Unmasking The Dark History Of The Moretta
Featured in Ripley's Believe It or Not!
If you’ve been invited to a masquerade ball this year and want to wear something that screams “creepy-casual,” consider adding a moretta to your ensemble.
Featured in Ripley's Believe It or Not!
If you’ve been invited to a masquerade ball this year and want to wear something that screams “creepy-casual,” consider adding a moretta to your ensemble.
When we think of carnival masks of Venice, Rio or New Orleans, we think of bright colors and ornate design. But, if you go waaaay down to the opposite end of the spectrum, you’ll find the moretta—a woman’s mask of plain black with no sparkle or flare, and no opening for the nose or mouth. In artists’ depictions, they look decidedly eerie; it almost appears as though someone has cut out the person’s face.
Of all the styles of masks worn at the time, moretta was as sleek and simple as could be. Likely made of a material like cardstock or cardboard, it would have been waxed, painted over, or had black fabric affixed to it for a blank effect.
Popular in Paris and Venice during the mid-to-late 17th century, the moretta was an oval-shaped, black mask of French origin. It disguised the lady who wore it and stayed put with a button held between the teeth, rendering the wearer mute. It’s no wonder the moretta, meaning “dark,” was also sometimes called the “servetta muta,” or “mute servant.”
From the late 1600s until about 1700, women in Paris had a tradition of covering their faces in public. “Women didn’t always wear hats, so they used masks, including the moretta partially to keep their fashionably pale skin safe from the sun,” says James H. Johnson, Professor of History at Boston University and author of Venice Incognito: Masks in the Seren Republic.
The plain, dark mask accentuated the paleness it helped protect. A moretta might be also worn on a visit to a convent for the sake of modesty and, of course, the quiet created by that button.
Masks in Paris at the time were also worn as a “protection against charges of being immodest,” Johnson says. It was rare for an upper-class woman to go walking in public alone but, he points out, not rare for prostitutes. A lady could walk out in public in a mask and not be seen as being that kind of girl.
You would think that women at this time would see the near-literal buttoning of their lip and “invisibility” in public as an inconvenience. However, for most, being covered up and unheard almost gave them a bit more freedom.
Masks could be “about protecting a psychic space when you don’t have physical space,” Johnson says, and that it was somewhat akin to the modern habit of “wearing sunglasses, not to disguise ourselves but to create a kind of psychic distance so that we don’t have to acknowledge people if we don’t want to.”

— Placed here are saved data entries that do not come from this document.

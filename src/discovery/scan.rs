//! Filesystem-scan discovery.
//!
//! Used for standalone source trees that have no package manager. Every file below the
//! root whose name matches the manifest pattern is reported, including manifests nested
//! below another manifest: a plain directory tree makes no promise that a native package
//! vendors what lives beneath it.

use anyhow::{Context, Result};
use std::path::PathBuf;
use walkdir::WalkDir;

use super::{ManifestLocation, ManifestLocator};
use crate::core::FwError;

/// Locates manifests by recursively scanning a directory.
pub struct ScanLocator {
    root: PathBuf,
    pattern: glob::Pattern,
}

impl ScanLocator {
    /// Creates a scanner for `root` matching file names against the glob `pattern`.
    pub fn new(root: impl Into<PathBuf>, pattern: &str) -> Result<Self> {
        let pattern = glob::Pattern::new(pattern).map_err(|e| FwError::ConfigError {
            message: format!("invalid manifest pattern '{pattern}': {e}"),
        })?;
        Ok(Self {
            root: root.into(),
            pattern,
        })
    }
}

impl ManifestLocator for ScanLocator {
    fn locate(&self) -> Result<Vec<ManifestLocation>> {
        let root = std::path::absolute(&self.root)
            .with_context(|| format!("Cannot make {} absolute", self.root.display()))?;

        if !root.is_dir() {
            tracing::debug!(target: "discovery", "Scan root {} does not exist", root.display());
            return Ok(Vec::new());
        }

        let mut found = Vec::new();
        // Sorted traversal keeps the order stable across runs and hosts
        for entry in WalkDir::new(&root).follow_links(true).sort_by_file_name() {
            let entry = match entry {
                Ok(entry) => entry,
                Err(err) => {
                    if let Some(ancestor) = err.loop_ancestor() {
                        let path = err.path().map(|p| p.display().to_string()).unwrap_or_default();
                        return Err(FwError::CyclicDependencyTree {
                            chain: format!("{path} -> {}", ancestor.display()),
                        }
                        .into());
                    }
                    return Err(err).with_context(|| format!("Failed to scan {}", root.display()));
                }
            };

            if !entry.file_type().is_file() {
                continue;
            }

            let matches = entry.file_name().to_str().is_some_and(|name| self.pattern.matches(name));
            if !matches {
                continue;
            }

            let manifest_path = entry.path().to_path_buf();
            let owner_path = manifest_path.parent().map(PathBuf::from).unwrap_or_else(|| root.clone());
            tracing::debug!(target: "discovery", "Found manifest {}", manifest_path.display());
            found.push(ManifestLocation {
                manifest_path,
                owner_path,
            });
        }

        tracing::debug!(target: "discovery", "Filesystem scan found {} manifest(s)", found.len());
        Ok(found)
    }
}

Meanwhile, Venice in the 1660s and 1670s was seeing the dawn of new social spaces like enclosed theaters, public cafes, and gambling halls. Venice had a rigid social hierarchy “in which the two or three percent of the population who are noble did not associate closely with or talk to commoners.” Now, suddenly, there were public spaces in which the mingling of classes could occur.
In a sartorial move, likely unique to Venice, “people began to wear masks in public as a way of facilitating being very close to a different social status,” in these new class-fluid spaces, Johnson says. Aristocrats could drink and gamble alongside absolute nobodies and no one would ever know.
Venetian painter Pietro Longhi often showed masked figures in his work, including women in morettas, as in The Rhinoceros and The Meeting of the Procuratore and His Wife, which, as the University of Mary Washington blog observes, shows a lady removing her moretta for reasons unknown. As with the mysterious moretta, there’s some fun to be had in this little bit of mystery.